Excerpts from "The Tempest in a Teapot: A History of Conflict in and around the Black Sea". B. Rawlinson and S. Maryevych. University of Melbourne Press, 2017.
THE end of the Marmara Crisis was, in a surprise to many, a triumph of Italian diplomacy.
In Italy, the situation with Turkey had even drawn the ire of Mussolini, who had thus far distanced himself from the negotiations, bored by and unconcerned with the finer details. It was time to resolve the situation once and for all, in the eyes of the frustrated Duce.
The ships, rafted together to prevent the sinking of the substantially incomplete and barely seaworthy Sovetskaya Ukrainiya were not allowed to pass through the strait together, as the 1936 Montreux Convention granted Turkey the right to restrict the passage of foreign military vessels through the Strait. As such, the Turks prohibited more than one capital ship from transiting the Strait at any one time. This put Sovetskaya Ukrainiya in real danger of sinking, or worse- sabotage or an attack by the Pact of Steel seeking out easy pickings. Unsubstantiated rumors that the Turks had secret torpedo batteries on their banks did nothing to help ease the tension.
Stalin's response was a matter of grave concern as well- Ciano feared, above all, that Stalin would make threats to Turkey, leaving the Turks unfavourably disposed to the Soviet Union. Worse, there was the fear that Stalin may interpret the Turks' actions as favouring the Pact of Steel, which may have escalated as far as sanctions or embargoes, if not an outright declaration of war.
Since Italy needed the Soviets and the Turks to co-operate at least long enough to transfer the vessels, Count Ciano was dispatched to Ankara to mediate the dispute.
He took a conciliatory approach- he stressed that neither the Turks nor the Soviets were wrong in their arguments- in fact, they were both right.
Ciano conceded that the Turks did indeed have full sovereignty over the Strait, and as such, could restrict military vessels from passing through it.
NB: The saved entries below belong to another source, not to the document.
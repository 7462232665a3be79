//! Search command

use std::path::PathBuf;
use std::time::Instant;

use anyhow::{Context, Result, bail};

use crate::paths::default_db_path;
use crate::store::IndexDb;

/// Queries the local index built by `mavix index`.
pub fn search(
    text: &str,
    platform: Option<&str>,
    full_native_targets: bool,
    db_path: Option<PathBuf>,
) -> Result<()> {
    let start = Instant::now();

    let db_path = db_path.unwrap_or_else(default_db_path);
    if !db_path.exists() {
        bail!(
            "No index found at {}. Run 'mavix index' first.",
            db_path.display()
        );
    }

    let db = IndexDb::open(&db_path).context("Failed to open index")?;
    let results = db.search_ranked(text, platform)?;

    if results.is_empty() {
        bail!("No artifacts match the '{text}' prompt");
    }

    println!("Found the matching artifacts:");
    for (idx, hit) in results.iter().enumerate() {
        println!(
            "{}) {}:{}:{}",
            idx + 1,
            hit.group_id,
            hit.artifact_id,
            hit.version
        );
        if let Some(platforms) = &hit.supported_platforms {
            println!("\t KMP: {}", format_platforms(platforms, full_native_targets));
        }
    }

    let elapsed = start.elapsed();
    println!();
    println!(
        "SEARCH COMPLETE {} matches, elapsed {:.2}s",
        results.len(),
        elapsed.as_secs_f64()
    );
    Ok(())
}

/// Formats a platform tag list, collapsing `native:<target>` tags into a
/// single `native` unless full targets were requested.
fn format_platforms(platforms: &[String], full_native_targets: bool) -> String {
    let mut tags: Vec<String> = if full_native_targets {
        platforms.to_vec()
    } else {
        platforms
            .iter()
            .map(|tag| tag.split(':').next().unwrap_or(tag).to_string())
            .collect()
    };
    tags.sort();
    tags.dedup();
    tags.join(", ")
}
Ciano also conceded that it would be unwise for the Turks to abrogate sovereignty over the Strait to prevent such crises from arising again.
Ciano also supported the Soviet position that, as she was, Sovetskaya Ukrainiya was not an operational naval vessel. In fact, as it was, she was little more than her three keels, some hull plating, a basic superstructure, and a single engine and rudder. She was not a commissioned Soviet naval vessel, and would require years of work to be one. She carried no armament either. It was not a case of a temporary decommissioning or other such trickery to get around the Convention; she was simply too incomplete to be a threat. In any case, when the time came for the two vessels to re-enter the Black Sea, there would be no reason why they would not do so separately rather than together.
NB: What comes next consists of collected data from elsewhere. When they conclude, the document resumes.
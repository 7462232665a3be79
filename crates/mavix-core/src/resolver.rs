//! Concurrent resolution of allow-list entries against the repository.
//!
//! One crawl fans out per allow-list entry, and again per version for
//! platform probing. Every fetch-bearing step takes a permit from one
//! crawl-wide semaphore, so the fan-out stays bounded without changing
//! which events a crawl produces. Each task is an independent failure
//! domain: it reports through the event channel, and its failure never
//! aborts siblings.

use std::collections::BTreeSet;
use std::sync::{Arc, LazyLock};

use mavix_schema::{Allowlist, AllowlistEntry, Artifact, ResolutionEvent};
use regex::Regex;
use thiserror::Error;
use tokio::sync::{Semaphore, mpsc};
use tokio::task::JoinSet;
use tracing::{debug, error, warn};

use crate::suffixes::PlatformSuffixes;
use crate::transport::{
    ATTR_KOTLIN_NATIVE_TARGET, ATTR_KOTLIN_PLATFORM_TYPE, Transport,
};

/// Subdirectory anchors in a group listing: relative, lowercase, trailing
/// slash. Excludes parent/self references and file links.
static SUBDIR_HREF: LazyLock<Regex> =
    LazyLock::new(|| Regex::new(r#"href="([a-z0-9][a-z0-9.-]*)/""#).unwrap());

/// Crawl configuration.
#[derive(Debug, Clone)]
pub struct ResolveOptions {
    /// When true, only the latest version of each artifact is
    /// platform-probed; other versions are emitted unprobed. Probing every
    /// version multiplies fetch volume by the version count.
    pub resolve_kmp_latest_only: bool,

    /// Maximum concurrent document fetches per crawl.
    pub max_concurrency: usize,

    /// Suffix table for wildcard discovery filtering.
    pub platform_suffixes: PlatformSuffixes,
}

impl Default for ResolveOptions {
    fn default() -> Self {
        Self {
            resolve_kmp_latest_only: true,
            max_concurrency: 64,
            platform_suffixes: PlatformSuffixes::default(),
        }
    }
}

/// The one failure a resolution task can surface as an error rather than
/// an event: self-contradictory module metadata.
#[derive(Error, Debug)]
pub enum ResolveError {
    /// A `native` variant is missing its mandatory native-target attribute.
    #[error(
        "Inconsistent module metadata for {coordinate}: native variant '{variant}' has no native-target attribute"
    )]
    InconsistentModule { coordinate: String, variant: String },
}

/// Drives one crawl. Cheap to clone; clones share the transport, the
/// options, the event channel, and the concurrency limiter.
#[derive(Debug, Clone)]
pub struct Resolver {
    transport: Arc<Transport>,
    options: Arc<ResolveOptions>,
    events: mpsc::Sender<ResolutionEvent>,
    limiter: Arc<Semaphore>,
}

impl Resolver {
    pub fn new(
        transport: Arc<Transport>,
        options: ResolveOptions,
        events: mpsc::Sender<ResolutionEvent>,
    ) -> Self {
        let limiter = Arc::new(Semaphore::new(options.max_concurrency.max(1)));
        Self {
            transport,
            options: Arc::new(options),
            events,
            limiter,
        }
    }

    /// Resolves every allow-list entry, then emits exactly one terminal
    /// [`ResolutionEvent::Finished`].
    ///
    /// The sentinel goes out after all fan-out work, including nested
    /// per-version probes, has completed, even if some tasks failed.
    /// Dropping this future cancels the crawl: all outstanding tasks are
    /// aborted and the sentinel is never emitted.
    pub async fn resolve_all(&self, allowlist: &Allowlist) {
        let mut tasks: JoinSet<Result<(), ResolveError>> = JoinSet::new();

        for (group_id, entries) in &allowlist.allowed {
            if entries.contains(&AllowlistEntry::AllInGroup) {
                let resolver = self.clone();
                let group_id = group_id.clone();
                tasks.spawn(async move {
                    resolver.resolve_all_in_group(&group_id).await;
                    Ok(())
                });
            } else {
                for entry in entries {
                    let AllowlistEntry::Artifact(artifact_id) = entry else {
                        continue;
                    };
                    let resolver = self.clone();
                    let group_id = group_id.clone();
                    let artifact_id = artifact_id.clone();
                    tasks.spawn(async move {
                        resolver.resolve_matching(&group_id, &artifact_id, true).await
                    });
                }
            }
        }

        drain(&mut tasks).await;
        let _ = self.events.send(ResolutionEvent::Finished).await;
    }

    /// Resolves one named artifact: metadata fetch, version expansion,
    /// per-version platform probes.
    ///
    /// `emit_unresolved` is false for discovered candidates, whose
    /// failures are dropped silently.
    async fn resolve_matching(
        &self,
        group_id: &str,
        artifact_id: &str,
        emit_unresolved: bool,
    ) -> Result<(), ResolveError> {
        let fetched = {
            // Never closed, so acquire cannot fail
            let _permit = self.limiter.acquire().await.ok();
            self.transport.fetch_metadata(group_id, artifact_id).await
        };

        let metadata = match fetched {
            Ok(Some(metadata)) => metadata,
            Ok(None) => {
                self.emit_unresolved(emit_unresolved, group_id, artifact_id).await;
                return Ok(());
            }
            Err(e) => {
                warn!(group_id, artifact_id, error = %e, "metadata fetch failed");
                self.emit_unresolved(emit_unresolved, group_id, artifact_id).await;
                return Ok(());
            }
        };

        // Mandatory fields; anything missing makes the document malformed
        let (Some(group_id), Some(artifact_id), Some(versioning)) =
            (metadata.group_id, metadata.artifact_id, metadata.versioning)
        else {
            self.emit_unresolved(emit_unresolved, group_id, artifact_id).await;
            return Ok(());
        };
        let versions = versioning.versions.items;
        let Some(last_version) = versions.last().cloned() else {
            self.emit_unresolved(emit_unresolved, &group_id, &artifact_id).await;
            return Ok(());
        };
        let latest = versioning.latest.unwrap_or(last_version);

        let mut probes: JoinSet<Result<(), ResolveError>> = JoinSet::new();
        for version in versions {
            let artifact = Artifact {
                group_id: group_id.clone(),
                artifact_id: artifact_id.clone(),
                is_latest_version: version == latest,
                version,
                supported_platforms: None,
            };
            // Metadata echoes the ids; drop coordinates that would escape
            // the repository path layout
            if let Err(err) = artifact.validate() {
                warn!(coordinate = %artifact.coordinate(), error = %err, "skipping invalid coordinate");
                continue;
            }
            if self.options.resolve_kmp_latest_only && !artifact.is_latest_version {
                let _ = self.events.send(ResolutionEvent::Resolved(artifact)).await;
            } else {
                let resolver = self.clone();
                probes.spawn(async move {
                    resolver.resolve_kmp_aware(artifact, emit_unresolved).await
                });
            }
        }
        drain(&mut probes).await;
        Ok(())
    }

    /// Classifies one version's platform support via its module descriptor.
    ///
    /// No descriptor means the artifact is not multiplatform and resolves
    /// unchanged. A `native` variant without its target attribute is a
    /// metadata contract breach: fatal to this one resolution task, no
    /// event for this version.
    async fn resolve_kmp_aware(
        &self,
        artifact: Artifact,
        emit_unresolved: bool,
    ) -> Result<(), ResolveError> {
        let fetched = {
            let _permit = self.limiter.acquire().await.ok();
            self.transport
                .fetch_module(&artifact.group_id, &artifact.artifact_id, &artifact.version)
                .await
        };

        let module = match fetched {
            Ok(Some(module)) => module,
            Ok(None) => {
                // Certainly not multiplatform
                let _ = self.events.send(ResolutionEvent::Resolved(artifact)).await;
                return Ok(());
            }
            Err(e) => {
                warn!(coordinate = %artifact.coordinate(), error = %e, "platform probe failed");
                self.emit_unresolved(emit_unresolved, &artifact.group_id, &artifact.artifact_id)
                    .await;
                return Ok(());
            }
        };

        let mut platforms = BTreeSet::new();
        for variant in &module.variants {
            // Any mention of a platform counts as a usable variant for it
            let Some(platform) = variant.attribute(ATTR_KOTLIN_PLATFORM_TYPE) else {
                continue;
            };
            if platform == "native" {
                let Some(target) = variant.attribute(ATTR_KOTLIN_NATIVE_TARGET) else {
                    return Err(ResolveError::InconsistentModule {
                        coordinate: artifact.coordinate(),
                        variant: variant.name.clone(),
                    });
                };
                platforms.insert(format!("native:{target}"));
            } else {
                platforms.insert(platform.to_string());
            }
        }

        let _ = self
            .events
            .send(ResolutionEvent::Resolved(artifact.with_platforms(platforms)))
            .await;
        Ok(())
    }

    /// Wildcard entry: scrape the group's directory listing for candidate
    /// artifact names and resolve the survivors of the suffix filter.
    ///
    /// A missing listing yields zero events for the entry; discovered
    /// candidates that fail to resolve are dropped silently. Subfolders of
    /// a non-leaf group are scraped as if they were artifacts and simply
    /// fail resolution.
    async fn resolve_all_in_group(&self, group_id: &str) {
        let fetched = {
            let _permit = self.limiter.acquire().await.ok();
            self.transport.fetch_group_listing(group_id).await
        };

        let listing = match fetched {
            Ok(Some(listing)) => listing,
            Ok(None) => {
                warn!(group_id, "group directory listing not found, skipping group");
                return;
            }
            Err(e) => {
                warn!(group_id, error = %e, "group discovery failed, skipping group");
                return;
            }
        };

        let mut tasks: JoinSet<Result<(), ResolveError>> = JoinSet::new();
        for candidate in scrape_subdirectories(&listing) {
            if self.options.platform_suffixes.filters_name(&candidate) {
                debug!(group_id, artifact_id = %candidate, "dropping platform facet candidate");
                continue;
            }
            let resolver = self.clone();
            let group_id = group_id.to_string();
            tasks.spawn(async move {
                resolver.resolve_matching(&group_id, &candidate, false).await
            });
        }
        drain(&mut tasks).await;
    }

    async fn emit_unresolved(&self, emit: bool, group_id: &str, artifact_id: &str) {
        if emit {
            let _ = self
                .events
                .send(ResolutionEvent::Unresolved {
                    group_id: group_id.to_string(),
                    artifact_id: artifact_id.to_string(),
                })
                .await;
        }
    }
}

/// Awaits every task in the set. Failures and panics are logged and
/// isolated; they never abort siblings or the crawl.
async fn drain(tasks: &mut JoinSet<Result<(), ResolveError>>) {
    while let Some(joined) = tasks.join_next().await {
        match joined {
            Ok(Ok(())) => {}
            Ok(Err(err)) => error!(error = %err, "resolution task failed"),
            Err(join_err) if join_err.is_panic() => {
                error!(error = %join_err, "resolution task panicked");
            }
            Err(_) => {}
        }
    }
}

/// Candidate artifact names from a directory-listing document.
fn scrape_subdirectories(listing_html: &str) -> Vec<String> {
    SUBDIR_HREF
        .captures_iter(listing_html)
        .map(|captures| captures[1].to_string())
        .collect()
}

#[cfg(test)]
mod tests {
    use super::*;

    #[test]
    fn scrapes_only_relative_subdirectory_anchors() {
        let listing = r#"
            <html><body>
            <a href="../">../</a>
            <a href="lib-core/">lib-core/</a>
            <a href="lib-core-jvm/">lib-core-jvm/</a>
            <a href="kotlinx.html/">kotlinx.html/</a>
            <a href="maven-metadata.xml">maven-metadata.xml</a>
            <a href="https://example.org/elsewhere/">elsewhere</a>
            </body></html>
        "#;
        let candidates = scrape_subdirectories(listing);
        assert_eq!(
            candidates,
            vec!["lib-core", "lib-core-jvm", "kotlinx.html"]
        );
    }

    #[test]
    fn default_options_bound_the_fan_out() {
        let options = ResolveOptions::default();
        assert!(options.resolve_kmp_latest_only);
        assert!(options.max_concurrency > 0);
    }
}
As such, Ciano argued, the treaty would not be abrogated by allowing Sovetskaya Ukrainiya to pass through the Strait, as she was so far from completion that she would not count as a capital ship, but an incomplete hulk being transferred for completion. An exception would thus not be required, since the no violation existed.
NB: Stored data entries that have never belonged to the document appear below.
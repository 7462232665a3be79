//! Read-only document fetches against the repository's static file layout.
//!
//! Three document kinds are understood: `maven-metadata.xml` (versioning),
//! Gradle `.module` descriptors (platform variants), and group directory
//! listings (HTML). HTTP 404 is an expected outcome and surfaces as
//! `Ok(None)`; connect errors and server errors are retried a bounded
//! number of times before surfacing as [`TransportError`].

use std::collections::HashMap;
use std::time::Duration;

use reqwest::{Client, StatusCode, redirect};
use serde::Deserialize;
use thiserror::Error;
use tracing::debug;

/// Production repository base. Overridable for tests via
/// [`Transport::with_base_url`].
pub const MAVEN_CENTRAL_BASE: &str = "https://repo1.maven.org/maven2";

/// Module-descriptor attribute carrying the KMP platform type of a variant.
pub const ATTR_KOTLIN_PLATFORM_TYPE: &str = "org.jetbrains.kotlin.platform.type";

/// Module-descriptor attribute carrying the native target. Mandatory for
/// variants whose platform type is `native`.
pub const ATTR_KOTLIN_NATIVE_TARGET: &str = "org.jetbrains.kotlin.native.target";

/// Total attempts per fetch before a transport failure surfaces.
const FETCH_ATTEMPTS: u32 = 3;

#[derive(Error, Debug)]
pub enum TransportError {
    #[error("HTTP error: {0}")]
    Http(#[from] reqwest::Error),

    #[error("Failed to decode {kind} document: {message}")]
    Decode { kind: &'static str, message: String },
}

/// `maven-metadata.xml` as served per artifact directory.
///
/// All fields optional: a document missing mandatory parts is decoded
/// as-is and rejected by the resolver as malformed.
#[derive(Debug, Clone, Deserialize)]
pub struct MavenMetadata {
    #[serde(rename = "groupId")]
    pub group_id: Option<String>,
    #[serde(rename = "artifactId")]
    pub artifact_id: Option<String>,
    #[serde(default)]
    pub versioning: Option<Versioning>,
}

#[derive(Debug, Clone, Deserialize)]
pub struct Versioning {
    pub latest: Option<String>,
    pub release: Option<String>,
    #[serde(default)]
    pub versions: Versions,
    #[serde(rename = "lastUpdated")]
    pub last_updated: Option<String>,
}

#[derive(Debug, Clone, Default, Deserialize)]
pub struct Versions {
    #[serde(rename = "version", default)]
    pub items: Vec<String>,
}

/// Gradle module descriptor, reduced to the variant attributes the
/// platform probe reads.
#[derive(Debug, Clone, Deserialize)]
pub struct GradleModule {
    #[serde(default)]
    pub variants: Vec<ModuleVariant>,
}

/// Attribute values mix strings, numbers, and booleans
/// (e.g. `org.gradle.jvm.version: 8`), so they are kept as raw JSON values.
#[derive(Debug, Clone, Deserialize)]
pub struct ModuleVariant {
    #[serde(default)]
    pub name: String,
    #[serde(default)]
    pub attributes: HashMap<String, serde_json::Value>,
}

impl ModuleVariant {
    /// String value of an attribute, if present and a string.
    pub fn attribute(&self, key: &str) -> Option<&str> {
        self.attributes.get(key).and_then(serde_json::Value::as_str)
    }
}

/// Shared HTTP client bound to one repository base URL.
///
/// One instance is shared read-only across all resolution tasks of a crawl.
#[derive(Debug)]
pub struct Transport {
    client: Client,
    base_url: String,
}

impl Transport {
    /// Transport against Maven Central.
    ///
    /// # Errors
    ///
    /// Returns [`TransportError::Http`] if the TLS backend fails to
    /// initialize.
    pub fn new() -> Result<Self, TransportError> {
        Self::with_base_url(MAVEN_CENTRAL_BASE)
    }

    /// Transport against an arbitrary base URL (used by tests to point the
    /// crawler at a local fixture server).
    ///
    /// # Errors
    ///
    /// Returns [`TransportError::Http`] if the TLS backend fails to
    /// initialize.
    pub fn with_base_url(base_url: impl Into<String>) -> Result<Self, TransportError> {
        let client = Client::builder()
            .user_agent(crate::USER_AGENT)
            .redirect(redirect::Policy::none())
            .build()?;
        let mut base_url = base_url.into();
        while base_url.ends_with('/') {
            base_url.pop();
        }
        Ok(Self { client, base_url })
    }

    /// Fetches and decodes `<base>/<group path>/<artifact>/maven-metadata.xml`.
    ///
    /// # Errors
    ///
    /// [`TransportError::Http`] after retries are exhausted, or
    /// [`TransportError::Decode`] for undecodable XML.
    pub async fn fetch_metadata(
        &self,
        group_id: &str,
        artifact_id: &str,
    ) -> Result<Option<MavenMetadata>, TransportError> {
        let url = format!(
            "{}/{}/{artifact_id}/maven-metadata.xml",
            self.base_url,
            group_path(group_id),
        );
        let Some(body) = self.get_text(&url).await? else {
            return Ok(None);
        };
        let metadata = quick_xml::de::from_str(&body).map_err(|e| TransportError::Decode {
            kind: "metadata",
            message: e.to_string(),
        })?;
        Ok(Some(metadata))
    }

    /// Fetches and decodes the per-version Gradle module descriptor at
    /// `<base>/<group path>/<artifact>/<version>/<artifact>-<version>.module`.
    ///
    /// The body is decoded as JSON regardless of the response content type;
    /// repositories serve `.module` files as `application/octet-stream`.
    ///
    /// # Errors
    ///
    /// [`TransportError::Http`] after retries are exhausted, or
    /// [`TransportError::Decode`] for undecodable JSON.
    pub async fn fetch_module(
        &self,
        group_id: &str,
        artifact_id: &str,
        version: &str,
    ) -> Result<Option<GradleModule>, TransportError> {
        let url = format!(
            "{}/{}/{artifact_id}/{version}/{artifact_id}-{version}.module",
            self.base_url,
            group_path(group_id),
        );
        let Some(body) = self.get_text(&url).await? else {
            return Ok(None);
        };
        let module = serde_json::from_str(&body).map_err(|e| TransportError::Decode {
            kind: "module",
            message: e.to_string(),
        })?;
        Ok(Some(module))
    }

    /// Fetches the raw HTML directory listing for a group at
    /// `<base>/<group path>/`.
    ///
    /// # Errors
    ///
    /// [`TransportError::Http`] after retries are exhausted.
    pub async fn fetch_group_listing(
        &self,
        group_id: &str,
    ) -> Result<Option<String>, TransportError> {
        let url = format!("{}/{}/", self.base_url, group_path(group_id));
        self.get_text(&url).await
    }

    /// GET with bounded retry. `Ok(None)` on 404; connect errors and 5xx
    /// responses are retried with a short linear backoff.
    async fn get_text(&self, url: &str) -> Result<Option<String>, TransportError> {
        let mut attempt = 1;
        loop {
            let outcome = self.client.get(url).send().await;
            match outcome {
                Ok(response) if response.status() == StatusCode::NOT_FOUND => {
                    return Ok(None);
                }
                Ok(response) if response.status().is_server_error() && attempt < FETCH_ATTEMPTS => {
                    debug!(url, status = %response.status(), attempt, "retrying fetch");
                }
                Ok(response) => {
                    let response = response.error_for_status()?;
                    return Ok(Some(response.text().await?));
                }
                Err(e) if attempt < FETCH_ATTEMPTS => {
                    debug!(url, error = %e, attempt, "retrying fetch");
                }
                Err(e) => return Err(e.into()),
            }
            tokio::time::sleep(Duration::from_millis(250 * u64::from(attempt))).await;
            attempt += 1;
        }
    }
}

fn group_path(group_id: &str) -> String {
    group_id.replace('.', "/")
}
Ciano also proposed an alternative, ostensibly to placate the Turks. He suggested that if the Turks required that the vessels pass separately, that Sovetskaya Rossiya do so first, as she was in greater danger of sabotage. In the meantime, the Turks, at their own expense, would arrange an insurance policy for Sovetskaya Ukrainiya to quell Soviet concerns. If something were to happen to her, it would only be fair that the Turkish state compensate both the Soviets for the loss of their ship and the Italians for the loss of their contract, and as such, make both parties whole on their losses either through cash payments or trade concessions in lieu.
Naturally, the first option would be preferable, so, to sweeten the deal, Ciano suggested that the Turks would not be out of line to levy a fee for allowing a capital ship to pass with an additional hulk rafted to it- a fee that Italy would pay for the Soviets as a gesture of goodwill- but, of course, the fee would be far lower than the gains the Italians would receive for the work to be done.
After two tense days' deliberation, Turkish President Ismet Inonu gave his assent to allow the both Soviet ships to pass into the Sea of Marmara together. Sovetskaya Ukrainiya was deemed a "project vessel" rather than a capital ship, hence there was no abrogation of the Convention. As such a large, barely mobile vessel rafted to another one constituted a "navigational hazard", an undisclosed fee was levied on the Soviet Union for the passage of the vessels; Italy agreed to cover the fee levied on the Soviets.
As such, Turkey would retain her neutrality, and neither the Soviets nor the Turks escalated any disagreements they had with each other, although relations remained acrimonious.